Dr Johnson visited almost half a century after Ombersley Court was last for sale – it's every bit as grand today.
The announcement of the sale, for the first time since 1723, of the Sandys family’s Grade I-listed, Georgian Ombersley Court at Ombersley, six miles from Worcester, has apparently caused a flurry of excitement and angst among conservationists, historians and the property market at large.
The magnificent Georgian country house is being offered by Savills Country House department at a guide price of £3.5 million for the main house, its Grade II*-listed stable block, outbuildings and 39 acres of gardens and parkland overlooking the Malvern Hills.

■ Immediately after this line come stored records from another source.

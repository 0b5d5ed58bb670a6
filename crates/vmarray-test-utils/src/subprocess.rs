// Copyright (c) 2025-2026 Federico Hoerth <memparanoid@gmail.com>
// SPDX-License-Identifier: GPL-3.0-only
// See LICENSE in the repository root for full license text.

/// Runs an ignored test of the current test binary as a subprocess and
/// returns its exit code.
///
/// Used for tests that change process-wide state (resource limits) which
/// would otherwise leak into tests running on other threads.
pub fn run_test_as_subprocess(test_name: &str) -> Option<i32> {
    let exe = std::env::current_exe().expect("Failed to current_exe()");
    let status = std::process::Command::new(exe)
        .args([
            "--exact",
            test_name,
            "--ignored",
            "--test-threads=1",
            "--nocapture",
        ])
        .status()
        .expect("Failed to run subprocess");

    status.code()
}
// Copyright (c) 2025-2026 Federico Hoerth <memparanoid@gmail.com>
// SPDX-License-Identifier: GPL-3.0-only
// See LICENSE in the repository root for full license text.

//! Error types for vmarray.

use thiserror::Error;
use vmarray_vmem::VmError;

/// Error type for `VirtualArray` operations.
#[derive(Debug, Error, Clone, Copy, Eq, PartialEq)]
pub enum VirtualArrayError {
    /// The platform refused to reserve or commit memory.
    #[error("allocation failed: {0}")]
    Allocation(#[from] VmError),

    /// Growth would exceed the fixed address-space ceiling.
    #[error("capacity exceeded: requested {requested} elements, ceiling is {max}")]
    CapacityExceeded {
        /// Requested capacity in elements.
        requested: usize,
        /// Maximum number of elements the reservation can hold.
        max: usize,
    },

    /// An index outside `[0, len)`.
    #[error("index {index} out of range for length {len}")]
    IndexOutOfRange {
        /// Offending index.
        index: usize,
        /// Current length.
        len: usize,
    },

    /// An inclusive range `[begin, end]` that is inverted or reaches past `len`.
    #[error("range [{begin}, {end}] out of range for length {len}")]
    RangeOutOfBounds {
        /// First index of the range.
        begin: usize,
        /// Last index of the range (inclusive).
        end: usize,
        /// Current length.
        len: usize,
    },

    /// A requested length that can never fit in the reservation.
    #[error("length {requested} exceeds the maximum of {max} elements")]
    LengthOutOfRange {
        /// Requested length.
        requested: usize,
        /// Maximum number of elements the reservation can hold.
        max: usize,
    },

    /// Element alignment larger than the page size.
    #[error("element alignment {align} exceeds page size {page_size}")]
    UnsupportedAlignment {
        /// `align_of::<T>()`.
        align: usize,
        /// Platform page size.
        page_size: usize,
    },

    /// A configuration value that cannot produce a usable array.
    #[error("invalid configuration: {0}")]
    InvalidConfig(&'static str),
}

A separate four-bedroom cottage and a further 11¼ acres of land are available for £450,000 and £175,000 respectively.
Rumours of the building’s imminent conversion to a respite-care home have been greatly exaggerated, insists selling agent James Walker, who points to the fact that no outsider has been allowed inside the house since the early 1950s, when it was the subject of three definitive articles by Arthur Oswald in Country Life (in January 1953).
‘We are hopeful that, ultimately, a partnership between the estate’s trustees and executors, English Heritage, the local authority and a new purchaser, will deliver
a progressive and positive future for the house and its historic contents – although the latter are not part of the sale,’ he adds.

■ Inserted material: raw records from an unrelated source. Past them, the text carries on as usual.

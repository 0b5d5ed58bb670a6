// Copyright (c) 2025-2026 Federico Hoerth <memparanoid@gmail.com>
// SPDX-License-Identifier: GPL-3.0-only
// See LICENSE in the repository root for full license text.

//! Growable array that never relocates its elements.
//!
//! `VirtualArray<T>` reserves a large, fixed range of virtual address space up
//! front (1 GiB by default) and commits physical pages at the end of it as
//! elements are appended. Growth never copies: existing elements stay where
//! they are, and the only cost of a capacity increase is one commit syscall.
//!
//! # Core Guarantees
//!
//! - **Fixed ceiling**: the reservation is chosen once at construction. Growth
//!   past `max_len()` fails with [`VirtualArrayError::CapacityExceeded`].
//! - **Monotonic capacity**: `push`, `reserve` and `resize` only ever add
//!   committed pages. Shrinking (`resize`, `truncate`, `erase*`, `clear`,
//!   `clone_from`) keeps the capacity.
//! - **Page granularity**: every commit is rounded up to the platform page size,
//!   so capacity grows in whole pages worth of slots.
//! - **Fallible operations**: every mutator returns a `Result` and leaves the
//!   array unchanged on error.
//! - **Ordered destruction**: elements are dropped in ascending index order,
//!   then the whole reservation is released in one call.
//!
//! # Example: Basic Usage
//!
//! ```rust
//! use vmarray::{VirtualArray, VirtualArrayError};
//!
//! fn example() -> Result<(), VirtualArrayError> {
//!     let mut array = VirtualArray::<u64>::new()?;
//!
//!     for i in 0..1000 {
//!         array.push(i)?;
//!     }
//!
//!     assert_eq!(array.len(), 1000);
//!     assert_eq!(array[999], 999);
//!
//!     // O(1) removal: the last element takes the hole
//!     array.erase_by_swap(0)?;
//!     assert_eq!(array[0], 999);
//!     Ok(())
//! }
//! # example().unwrap();
//! ```
//!
//! # Example: Bounded Reservation
//!
//! ```rust
//! use vmarray::{VirtualArray, VirtualArrayConfig, VirtualArrayError};
//!
//! fn example() -> Result<(), VirtualArrayError> {
//!     let page_size = vmarray::page_size();
//!     let config = VirtualArrayConfig::new().with_max_capacity_bytes(page_size);
//!     let mut array = VirtualArray::<u8>::with_config(config)?;
//!
//!     array.resize(page_size, 0)?;
//!
//!     // The reservation is full
//!     assert!(matches!(
//!         array.push(1),
//!         Err(VirtualArrayError::CapacityExceeded { .. })
//!     ));
//!     Ok(())
//! }
//! # example().unwrap();
//! ```
//!
//! # Test Utilities
//!
//! Enable the `test_utils` feature to inject commit failures:
//!
//! ```toml
//! [dev-dependencies]
//! vmarray = { version = "*", features = ["test_utils"] }
//! ```
//!
//! Then use [`ReservationBehaviour`] to test error scenarios:
//!
//! ```rust
//! // test_utils feature required in dev-dependencies
//! #[cfg(test)]
//! mod tests {
//!     use vmarray::{ReservationBehaviour, VirtualArray};
//!
//!     #[test]
//!     fn test_handles_commit_failure() {
//!         let mut array = VirtualArray::<u8>::new().unwrap();
//!         array.change_behaviour(ReservationBehaviour::FailAtCommit);
//!
//!         assert!(array.push(1).is_err());
//!     }
//! }
//! ```

#![cfg_attr(not(test), no_std)]
#![warn(missing_docs)]
#![warn(unsafe_op_in_unsafe_fn)]

mod config;
mod error;
mod virtual_array;

#[cfg(test)]
mod tests;

pub use config::VirtualArrayConfig;
pub use error::VirtualArrayError;
pub use virtual_array::VirtualArray;
pub use vmarray_vmem::{VmError, page_size};

#[cfg(any(test, feature = "test_utils"))]
pub use vmarray_vmem::ReservationBehaviour;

Once owned by Evesham Abbey, the manor of Ombersley was acquired by the Sandys family in the early 1600s, when Sir Samuel Sandys, the eldest son of Edwin Sandys, Bishop of Worcester and later Archbishop of York, took a lease on the manor, before receiving an outright grant in 1614.
The present house dates from the time of Samuel, 1st Lord Sandys, who, according to county historian Nash, employed Francis Smith of Warwick to build ‘the house at Ombersley, which is strong, handsome and convenient’, between 1723 and 1730.

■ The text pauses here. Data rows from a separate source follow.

// Copyright (c) 2025-2026 Federico Hoerth <memparanoid@gmail.com>
// SPDX-License-Identifier: GPL-3.0-only
// See LICENSE in the repository root for full license text.

//! Error types for vmarray-vmem.
use thiserror::Error;

/// Errors from reserve/commit syscalls and range validation.
#[derive(Debug, Error, Clone, Copy, Eq, PartialEq)]
pub enum VmError {
    /// The platform refused to reserve the address range.
    #[error("failed to reserve {size} bytes of address space")]
    Reserve {
        /// Requested size in bytes (after page rounding).
        size: usize,
    },

    /// The platform refused to back the range with physical memory.
    #[error("failed to commit {size} bytes at offset {offset}")]
    Commit {
        /// Offset from the reservation base.
        offset: usize,
        /// Size in bytes (after page rounding).
        size: usize,
    },

    /// The requested range does not lie within the reservation.
    #[error("range of {size} bytes at offset {offset} exceeds reservation of {reserved} bytes")]
    OutOfBounds {
        /// Offset from the reservation base.
        offset: usize,
        /// Size in bytes (after page rounding).
        size: usize,
        /// Total reserved bytes.
        reserved: usize,
    },

    /// A commit offset that does not start on a page boundary.
    #[error("offset {offset} is not aligned to page size {page_size}")]
    Unaligned {
        /// Offset from the reservation base.
        offset: usize,
        /// Platform page size.
        page_size: usize,
    },
}
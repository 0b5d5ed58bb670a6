// Copyright (c) 2025-2026 Federico Hoerth <memparanoid@gmail.com>
// SPDX-License-Identifier: GPL-3.0-only
// See LICENSE in the repository root for full license text.

//! Address-space reservation with on-demand commit.
//!
//! This crate is the thin platform layer under `vmarray`. It exposes the four
//! virtual-memory operations a growable in-place container needs:
//!
//! - **reserve**: claim a contiguous range of addresses with no physical backing
//!   and no access rights
//! - **commit**: back a page-aligned sub-range with physical memory, read/write
//! - **release**: give the whole range back in one call
//! - **page size**: the granularity every commit is rounded to
//!
//! # Platforms
//!
//! - Unix: `mmap(PROT_NONE)`, `mprotect(PROT_READ | PROT_WRITE)`, `munmap`,
//!   `sysconf(_SC_PAGESIZE)`
//! - Windows: `VirtualAlloc(MEM_RESERVE)`, `VirtualAlloc(MEM_COMMIT)`,
//!   `VirtualFree(MEM_RELEASE)`, `GetSystemInfo`
//!
//! # Example
//!
//! ```rust
//! use vmarray_vmem::{Reservation, VmError};
//!
//! fn example() -> Result<(), VmError> {
//!     let mut reservation = Reservation::reserve(16 * 1024 * 1024)?;
//!
//!     // Nothing is readable yet. Back the first page.
//!     reservation.commit(0, 1)?;
//!
//!     let first = reservation.base().as_ptr();
//!     unsafe {
//!         first.write(42);
//!         assert_eq!(first.read(), 42);
//!     }
//!
//!     // The whole range is released on drop
//!     Ok(())
//! }
//! # example().unwrap();
//! ```

#![cfg_attr(not(test), no_std)]
#![warn(missing_docs)]
#![warn(unsafe_op_in_unsafe_fn)]

#[cfg(test)]
mod tests;

mod error;
mod math;
mod reservation;
mod sys;

pub use error::VmError;
pub use math::{round_down_to_multiple, round_up_to_multiple};
pub use reservation::Reservation;

#[cfg(any(test, feature = "test_utils"))]
pub use reservation::ReservationBehaviour;

/// Returns the platform's page granularity in bytes.
///
/// Every commit is rounded up to a multiple of this value.
#[inline]
pub fn page_size() -> usize {
    sys::page_size()
}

The great Samuel Johnson’s visit came some half a century later. ‘September 13. We came to Lord Sandys’s at Ombersley, where we were greeted with great civility. The house is large. The hall is a very noble room,’ wrote Dr Johnson on visiting in 1774.
In 1812–14, the exterior was substantially altered by Mary Sandys, the widow of the 2nd Marquess of Downshire, who inherited Ombersley on the death of her uncle, the 2nd Lord Sandys, in 1797. In 1809, ‘the little Marchioness’, as she was known, commissioned the landscape architect John Webb to substantially alter both grounds and buildings.
The original brick house was clad in stone and a portico added, along with the large dining room and the stable block. A service wing to the north, providing kitchen and staff accommodation, was demolished in 1964.
Surrounded by an enfilade of seven fine reception rooms, the Great Hall, with its double-height ceilings and extensively detailed mouldings and cornicing, is still the imposing heart of the house, which has remained largely unchanged since the late Lord and Lady Sandys moved there in the early 1960s.
A beautifully decorated staircase with twisted balustrades and handrails leads to the first floor and six main bedrooms, one of which is named after the Duke of Welling-ton, who stayed at Ombersley Court as the guest of the 2nd Baron Sandys, who was one of Wellington’s aides-de-camp at the Battle of Waterloo.
In all, the main house has 27,500sq ft of living space on four floors, including a warren of rooms on the lower-ground floor.
The impressive, Grade II*-listed stables, arranged around an open courtyard, sit conveniently close to the house and include former loose boxes, more recently used to provide garaging and storage. In 1964, planning consent was granted to convert part of the first floor into three self-contained flats.
To the rear of the house are an old pump room, kennels and further outbuildings, including an ice-house, which is located in woodland to the south-west of the house.